Nessa tendência que eu conheço existe uma exceção muito grande na Universidade Federal Fluminense: o grupo de galegos ligados à Maleval. Esses têm um circulo muito forte. Escreveram trabalhos importantíssimos e inclusive traduções.

Mas, você esta certíssima, há um desconhecimento total em todos os níveis, também no universitário. Talvez faça um pouco de exceção a literatura galega que é mais conhecida do que a língua. Principalmente a famosíssima escritora Rosalía de Castro. Fora isso, infelizmente, nós estamos erradamente mais divorciados de uma preocupação, de um interesse pelos estudos galegos.

Depois de tantos séculos de separação política e cultural podemos afirmar hoje que o galego e o português são ainda a mesma língua?

Quando você fala comigo eu vejo que é um português antigo, mas eu vejo que a essência portuguesa está presente em você muito mais que se você falasse espanhol, que é tão próximo também! Nossa, mas há uma distância muito grande. Os falantes de português não identificam o galego como a mesma língua, mas isso vem da mesma falta de interesse da própria sociedade.

Eu acho que é uma tarefa ingrata porque pra nós inclusive, galego, a palavra galego significa “português pobre”. O português que veio aqui trabalhar, puxar carroças, esse é que é o galego. Assim como, por exemplo, entre o árabe quando chega aqui de qualquer etnia e pobre, é um turco. Depois, ele melhora de vida e passa a árabe. E depois, se ele consegue enriquecer ele é o libanês.

Há linguistas hoje no Brasil que defendem que o português do Brasil já é uma língua diferente. Que opinião tem o senhor sobre isso?

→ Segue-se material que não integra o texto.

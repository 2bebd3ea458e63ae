//! Directed dependency graph over a fixed set of variables.
//!
//! A [`Graph`] holds one [`ParentSet`] per variable. Arcs point from a parent
//! to its child. The graph itself does not re-derive reachability on every
//! mutation; callers use [`Graph::has_path`] to check that an arc keeps the
//! graph acyclic before adding it.

use serde::{Deserialize, Serialize};
use std::fmt;

use crate::errors::GraphError;

/// Ordered parents of a single variable, in insertion order.
#[derive(Debug, Clone, Default, PartialEq, Eq, Hash, Serialize, Deserialize)]
#[serde(transparent)]
pub struct ParentSet {
    parents: Vec<usize>,
}

impl ParentSet {
    pub fn new() -> Self {
        Self {
            parents: Vec::new(),
        }
    }

    pub fn len(&self) -> usize {
        self.parents.len()
    }

    pub fn is_empty(&self) -> bool {
        self.parents.is_empty()
    }

    pub fn contains(&self, parent: usize) -> bool {
        self.parents.contains(&parent)
    }

    /// Parent at `index` in insertion order.
    pub fn get(&self, index: usize) -> Option<usize> {
        self.parents.get(index).copied()
    }

    pub fn position(&self, parent: usize) -> Option<usize> {
        self.parents.iter().position(|&p| p == parent)
    }

    pub fn iter(&self) -> impl Iterator<Item = usize> + '_ {
        self.parents.iter().copied()
    }

    pub fn as_slice(&self) -> &[usize] {
        &self.parents
    }

    fn push(&mut self, parent: usize) {
        self.parents.push(parent);
    }

    fn pop(&mut self) -> Option<usize> {
        self.parents.pop()
    }

    fn remove_at(&mut self, index: usize) -> usize {
        self.parents.remove(index)
    }

    fn insert_at(&mut self, index: usize, parent: usize) {
        self.parents.insert(index, parent);
    }

    fn clear(&mut self) {
        self.parents.clear();
    }

    /// Overwrite with the contents of `other`, reusing this set's allocation.
    fn copy_from(&mut self, other: &ParentSet) {
        self.parents.clone_from(&other.parents);
    }
}

impl<'a> IntoIterator for &'a ParentSet {
    type Item = &'a usize;
    type IntoIter = std::slice::Iter<'a, usize>;

    fn into_iter(self) -> Self::IntoIter {
        self.parents.iter()
    }
}

/// A directed arc `tail -> head` (tail is the parent, head is the child).
#[derive(Debug, Clone, Copy, PartialEq, Eq, Hash, PartialOrd, Ord, Serialize, Deserialize)]
pub struct DirectedArc {
    pub tail: usize,
    pub head: usize,
}

impl DirectedArc {
    pub fn new(tail: usize, head: usize) -> Self {
        Self { tail, head }
    }

    pub fn reversed(self) -> Self {
        Self {
            tail: self.head,
            head: self.tail,
        }
    }
}

impl fmt::Display for DirectedArc {
    fn fmt(&self, f: &mut fmt::Formatter<'_>) -> fmt::Result {
        write!(f, "{} -> {}", self.tail, self.head)
    }
}

/// Dependency graph: one parent set per variable.
#[derive(Debug, Clone, PartialEq, Eq, Hash, Serialize, Deserialize)]
pub struct Graph {
    parent_sets: Vec<ParentSet>,
}

impl Graph {
    /// Create an arc-free graph over `num_nodes` variables.
    pub fn new(num_nodes: usize) -> Self {
        Self {
            parent_sets: vec![ParentSet::new(); num_nodes],
        }
    }

    /// Build a graph from a list of arcs, applying each through [`Graph::add_parent`].
    ///
    /// Cycles are not rejected here; use [`Graph::is_acyclic`] when the arcs
    /// come from an untrusted source.
    pub fn from_arcs(num_nodes: usize, arcs: &[DirectedArc]) -> Result<Self, GraphError> {
        let mut graph = Self::new(num_nodes);
        for arc in arcs {
            graph.add_parent(arc.head, arc.tail)?;
        }
        Ok(graph)
    }

    pub fn num_nodes(&self) -> usize {
        self.parent_sets.len()
    }

    pub fn parents(&self, node: usize) -> &ParentSet {
        &self.parent_sets[node]
    }

    pub fn parent_sets(&self) -> &[ParentSet] {
        &self.parent_sets
    }

    pub fn num_parents(&self, node: usize) -> usize {
        self.parent_sets[node].len()
    }

    pub fn contains_arc(&self, tail: usize, head: usize) -> bool {
        self.parent_sets
            .get(head)
            .map(|set| set.contains(tail))
            .unwrap_or(false)
    }

    pub fn arc_count(&self) -> usize {
        self.parent_sets.iter().map(ParentSet::len).sum()
    }

    /// All arcs, head-major and in parent insertion order.
    pub fn arcs(&self) -> Vec<DirectedArc> {
        self.parent_sets
            .iter()
            .enumerate()
            .flat_map(|(head, set)| set.iter().map(move |tail| DirectedArc::new(tail, head)))
            .collect()
    }

    fn check_node(&self, node: usize) -> Result<(), GraphError> {
        if node >= self.num_nodes() {
            return Err(GraphError::NodeOutOfRange {
                node,
                num_nodes: self.num_nodes(),
            });
        }
        Ok(())
    }

    /// Append `parent` to the parent set of `child`.
    ///
    /// Rejects self-loops, duplicates and unknown nodes. Acyclicity and the
    /// parent-count limit are the caller's responsibility.
    pub fn add_parent(&mut self, child: usize, parent: usize) -> Result<(), GraphError> {
        self.check_node(child)?;
        self.check_node(parent)?;
        if child == parent {
            return Err(GraphError::SelfLoop { node: child });
        }
        if self.parent_sets[child].contains(parent) {
            return Err(GraphError::DuplicateParent { child, parent });
        }
        self.parent_sets[child].push(parent);
        Ok(())
    }

    /// Remove the most recently appended parent of `child`.
    ///
    /// Returns `None` when the set is already empty.
    pub fn delete_last_parent(&mut self, child: usize) -> Option<usize> {
        self.parent_sets.get_mut(child)?.pop()
    }

    /// Remove `parent` from `child`'s set, returning the position it held.
    pub fn remove_parent(&mut self, child: usize, parent: usize) -> Result<usize, GraphError> {
        self.check_node(child)?;
        let index = self.parent_sets[child]
            .position(parent)
            .ok_or(GraphError::MissingArc { child, parent })?;
        self.parent_sets[child].remove_at(index);
        Ok(index)
    }

    /// Insert `parent` at `index` in `child`'s set. Restores the order
    /// undone by [`Graph::remove_parent`].
    pub fn insert_parent(
        &mut self,
        child: usize,
        index: usize,
        parent: usize,
    ) -> Result<(), GraphError> {
        self.check_node(child)?;
        self.check_node(parent)?;
        if child == parent {
            return Err(GraphError::SelfLoop { node: child });
        }
        let set = &mut self.parent_sets[child];
        if set.contains(parent) {
            return Err(GraphError::DuplicateParent { child, parent });
        }
        if index > set.len() {
            return Err(GraphError::PositionOutOfRange {
                child,
                index,
                len: set.len(),
            });
        }
        set.insert_at(index, parent);
        Ok(())
    }

    /// Remove every arc.
    pub fn clear(&mut self) {
        for set in &mut self.parent_sets {
            set.clear();
        }
    }

    /// Overwrite this graph's parent sets with copies of `source`'s.
    ///
    /// The destination keeps its own slots; nothing is shared with `source`.
    pub fn copy_from(&mut self, source: &Graph) -> Result<(), GraphError> {
        if self.num_nodes() != source.num_nodes() {
            return Err(GraphError::NodeCountMismatch {
                expected: self.num_nodes(),
                actual: source.num_nodes(),
            });
        }
        for (dest, src) in self.parent_sets.iter_mut().zip(&source.parent_sets) {
            dest.copy_from(src);
        }
        Ok(())
    }

    /// True if a directed path `from ⇝ to` exists (a node reaches itself).
    pub fn has_path(&self, from: usize, to: usize) -> bool {
        self.reaches(from, to, None)
    }

    /// Same as [`Graph::has_path`] but ignoring the single arc `skip`.
    pub fn has_path_without(&self, from: usize, to: usize, skip: DirectedArc) -> bool {
        self.reaches(from, to, Some(skip))
    }

    // Walks parents upward from `to`, looking for `from`.
    fn reaches(&self, from: usize, to: usize, skip: Option<DirectedArc>) -> bool {
        if from >= self.num_nodes() || to >= self.num_nodes() {
            return false;
        }
        if from == to {
            return true;
        }
        let mut visited = vec![false; self.num_nodes()];
        let mut stack = vec![to];
        visited[to] = true;

        while let Some(node) = stack.pop() {
            for parent in self.parent_sets[node].iter() {
                if skip == Some(DirectedArc::new(parent, node)) {
                    continue;
                }
                if parent == from {
                    return true;
                }
                if !visited[parent] {
                    visited[parent] = true;
                    stack.push(parent);
                }
            }
        }
        false
    }

    /// Kahn-style check that the parent relation has no directed cycle.
    pub fn is_acyclic(&self) -> bool {
        let n = self.num_nodes();
        let mut children: Vec<Vec<usize>> = vec![Vec::new(); n];
        let mut in_degree: Vec<usize> = vec![0; n];
        for (head, set) in self.parent_sets.iter().enumerate() {
            for tail in set.iter() {
                if tail >= n {
                    return false;
                }
                children[tail].push(head);
                in_degree[head] += 1;
            }
        }

        let mut ready: Vec<usize> = (0..n).filter(|&v| in_degree[v] == 0).collect();
        let mut visited = 0;
        while let Some(node) = ready.pop() {
            visited += 1;
            for &child in &children[node] {
                in_degree[child] -= 1;
                if in_degree[child] == 0 {
                    ready.push(child);
                }
            }
        }
        visited == n
    }

    /// Ancestors of `node` (excluding `node` itself).
    pub fn ancestors(&self, node: usize) -> Vec<usize> {
        let mut seen = vec![false; self.num_nodes()];
        let mut stack = vec![node];
        let mut result = Vec::new();
        while let Some(current) = stack.pop() {
            for parent in self.parent_sets[current].iter() {
                if !seen[parent] {
                    seen[parent] = true;
                    result.push(parent);
                    stack.push(parent);
                }
            }
        }
        result
    }
}

impl fmt::Display for Graph {
    fn fmt(&self, f: &mut fmt::Formatter<'_>) -> fmt::Result {
        for (node, set) in self.parent_sets.iter().enumerate() {
            write!(f, "{node}:")?;
            for parent in set.iter() {
                write!(f, " {parent}")?;
            }
            writeln!(f)?;
        }
        Ok(())
    }
}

Sim, a língua brasileira, o PB. O mundo moderno é um mundo de integração, ainda mais a integração com a lusofonia, apesar das desavenças internas que há (gente que concorda com a existência duma lusofonia, outros não), mas por formação e por convicção, eu acho que nós ainda somos uma língua só. Evidentemente com variantes naturais.

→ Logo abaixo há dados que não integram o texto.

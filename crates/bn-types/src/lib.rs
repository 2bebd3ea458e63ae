pub mod dataset;
pub mod errors;
pub mod graph;

pub use dataset::*;
pub use errors::*;
pub use graph::*;
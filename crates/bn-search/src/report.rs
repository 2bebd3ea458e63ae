//! Run summaries, the search report and progress events.

use chrono::{DateTime, Utc};
use serde::{Deserialize, Serialize};
use uuid::Uuid;

use crate::config::SearchConfig;

/// Unique search identifier.
pub type SearchId = Uuid;

/// Lifecycle state of a search.
#[derive(Debug, Clone, Copy, PartialEq, Eq, Serialize, Deserialize)]
pub enum SearchState {
    Running,
    /// All configured restarts ran.
    Completed,
    /// Cancellation was observed at a restart boundary.
    Cancelled,
}

/// Outcome of one restart: random start plus climb to convergence.
#[derive(Debug, Clone, PartialEq, Serialize, Deserialize)]
pub struct RunSummary {
    pub run_index: usize,
    /// Random insertions attempted while generating the start graph.
    pub random_attempts: usize,
    /// Arcs in the start graph.
    pub initial_arcs: usize,
    /// Arcs in the converged graph.
    pub final_arcs: usize,
    pub edits_applied: usize,
    pub start_score: f64,
    pub final_score: f64,
    pub duration_ms: u64,
}

/// Aggregate result of a repeated hill-climbing search.
#[derive(Debug, Clone, PartialEq, Serialize, Deserialize)]
pub struct SearchReport {
    pub id: SearchId,
    pub config: SearchConfig,
    pub state: SearchState,
    /// Score of the graph the caller handed in.
    pub initial_score: f64,
    /// Best score seen; never below `initial_score`.
    pub best_score: f64,
    /// Restart that produced the incumbent, `None` if the input was kept.
    pub best_run: Option<usize>,
    pub runs: Vec<RunSummary>,
    /// Arcs added by the Markov-blanket correction.
    pub markov_blanket_arcs: usize,
    /// Score of the returned graph, after any post-processing.
    pub final_score: f64,
    pub started_at: DateTime<Utc>,
    pub finished_at: Option<DateTime<Utc>>,
}

impl SearchReport {
    pub fn new(config: SearchConfig, initial_score: f64) -> Self {
        Self {
            id: Uuid::new_v4(),
            config,
            state: SearchState::Running,
            initial_score,
            best_score: initial_score,
            best_run: None,
            runs: Vec::new(),
            markov_blanket_arcs: 0,
            final_score: initial_score,
            started_at: Utc::now(),
            finished_at: None,
        }
    }

    pub fn runs_completed(&self) -> usize {
        self.runs.len()
    }

    /// Record a finished run. Returns true when it strictly beats the
    /// incumbent; equal scores keep the earlier incumbent.
    pub fn record_run(&mut self, summary: RunSummary) -> bool {
        let improved = summary.final_score > self.best_score;
        if improved {
            self.best_score = summary.final_score;
            self.best_run = Some(summary.run_index);
        }
        self.runs.push(summary);
        improved
    }

    pub fn mark_completed(&mut self) {
        self.state = SearchState::Completed;
        self.finished_at = Some(Utc::now());
    }

    pub fn mark_cancelled(&mut self) {
        self.state = SearchState::Cancelled;
        self.finished_at = Some(Utc::now());
    }

    pub fn is_cancelled(&self) -> bool {
        self.state == SearchState::Cancelled
    }
}

/// Progress events emitted on the optional channel of the controller.
///
/// With parallel restarts, run events arrive in completion order.
#[derive(Debug, Clone, PartialEq, Serialize, Deserialize)]
pub enum SearchEvent {
    Started {
        id: SearchId,
        run_count: usize,
        initial_score: f64,
    },
    RunStarted {
        run_index: usize,
    },
    RunFinished(RunSummary),
    IncumbentImproved {
        run_index: usize,
        score: f64,
    },
    Cancelled {
        runs_completed: usize,
    },
    Finished {
        id: SearchId,
        best_score: f64,
    },
}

O mundo moderno caminha para uma convergência. Os blocos caminham para uma aproximação maior e justamente essa é a aproximação maior dos lusófonos.

E essas variantes deveriam introducir-se na norma culta?

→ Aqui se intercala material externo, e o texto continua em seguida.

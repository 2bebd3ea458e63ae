use bn_search::*;
use bn_types::*;
use rand::{Rng, SeedableRng};
use rand_chacha::ChaCha8Rng;
use std::collections::HashMap;
use tracing_subscriber::EnvFilter;

/// Penalized log-likelihood over weighted rows; rows with a missing cell in a
/// family are skipped for that family.
struct PenalizedLikelihood;

impl ScoringOracle for PenalizedLikelihood {
    fn score(&self, graph: &Graph, dataset: &Dataset) -> Result<f64, ScoreError> {
        let total = dataset.total_weight();
        if total <= 0.0 {
            return Err(ScoreError::IllConditioned {
                message: "dataset has no weight".to_string(),
            });
        }

        let mut score = 0.0;
        for node in 0..graph.num_nodes() {
            let parents = graph.parents(node).as_slice();
            let mut family: HashMap<(Vec<u32>, u32), f64> = HashMap::new();
            let mut configs: HashMap<Vec<u32>, f64> = HashMap::new();

            for row in dataset.instances() {
                let key: Option<Vec<u32>> = parents.iter().map(|&p| row.values[p]).collect();
                if let (Some(key), Some(value)) = (key, row.values[node]) {
                    *family.entry((key.clone(), value)).or_default() += row.weight;
                    *configs.entry(key).or_default() += row.weight;
                }
            }

            for ((key, _), count) in &family {
                score += count * (count / configs[key]).ln();
            }

            let parent_configs: f64 = parents
                .iter()
                .map(|&p| dataset.cardinality(p) as f64)
                .product();
            let free = parent_configs * (dataset.cardinality(node) as f64 - 1.0);
            score -= 0.5 * total.ln() * free;
        }
        Ok(score)
    }

    fn name(&self) -> &str {
        "penalized-likelihood"
    }
}

fn main() -> Result<(), Box<dyn std::error::Error>> {
    tracing_subscriber::fmt()
        .with_env_filter(EnvFilter::from_default_env().add_directive("bn_search=info".parse()?))
        .init();

    // class -> a, class -> b, a -> c, with noise and a few missing cells.
    let mut dataset = Dataset::new(
        vec![
            Attribute::new("class", 2),
            Attribute::new("a", 2),
            Attribute::new("b", 3),
            Attribute::new("c", 2),
        ],
        0,
    )?;
    let mut rng = ChaCha8Rng::seed_from_u64(17);
    let noisy = |value: u32, cardinality: u32, rng: &mut ChaCha8Rng| {
        if rng.gen_bool(0.1) {
            rng.gen_range(0..cardinality)
        } else {
            value
        }
    };
    for _ in 0..500 {
        let class = rng.gen_range(0..2);
        let a = noisy(class, 2, &mut rng);
        let b = noisy(class * 2, 3, &mut rng);
        let c = noisy(1 - a, 2, &mut rng);
        let mut values = vec![Some(class), Some(a), Some(b), Some(c)];
        if rng.gen_bool(0.02) {
            values[3] = None;
        }
        dataset.push(Instance::new(values).with_weight(rng.gen_range(0.5..1.5)))?;
    }
    println!(
        "Generated {} rows, {} missing cells in c",
        dataset.num_instances(),
        dataset.missing_count(3)
    );

    let config = SearchConfig::from_json(r#"{"run_count": 5, "seed": 42, "allow_arc_reversal": true}"#)?;
    let oracle = MemoizedOracle::new(PenalizedLikelihood);
    let (tx, rx) = crossbeam_channel::unbounded();

    let mut graph = Graph::new(dataset.num_attributes());
    let report = RepeatedHillClimber::new(config, &oracle)
        .with_events(tx)
        .search(&mut graph, &dataset, &CancellationToken::new())?;

    for event in rx.try_iter() {
        if let SearchEvent::RunFinished(run) = event {
            println!(
                "run {}: {} edits, score {:.2} -> {:.2}",
                run.run_index, run.edits_applied, run.start_score, run.final_score
            );
        }
    }
    println!("Best score {:.2} ({:?})", report.best_score, report.state);
    println!("Oracle cache: {} hits, {} misses", oracle.hits(), oracle.misses());
    print!("{graph}");

    Ok(())
}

Isso vai depender dum estudo que não está feito. Por enquanto, muita coisa está na fase do achismo (eu acho isso…).

Um amigo meu, o professor Raimundo Barbadinho, já falecido, escreveu um trabalho sobre a língua dos modernistas. Esse trabalho começou para mostrar justamente as diferenças, mas depois de ele levantar os modernistas e estudá-los, chegou à conclusão de que os modernistas estavam muito mais próximos dos portugueses do que de uma possível língua brasileira. E a Raquel de Queirós, que fez o prefácio desse livro, disse que depois de confrontar aqueles fatos de língua que seriam determinantes para mostrar a separação, esses fatos mostraram que brasileiros e portugueses estão muito mais próximos. Ela dizia que depois dos estudos do Barbadinho chegou à conclusão de que os modernistas eram muito mais comportados do que revolucionários da língua.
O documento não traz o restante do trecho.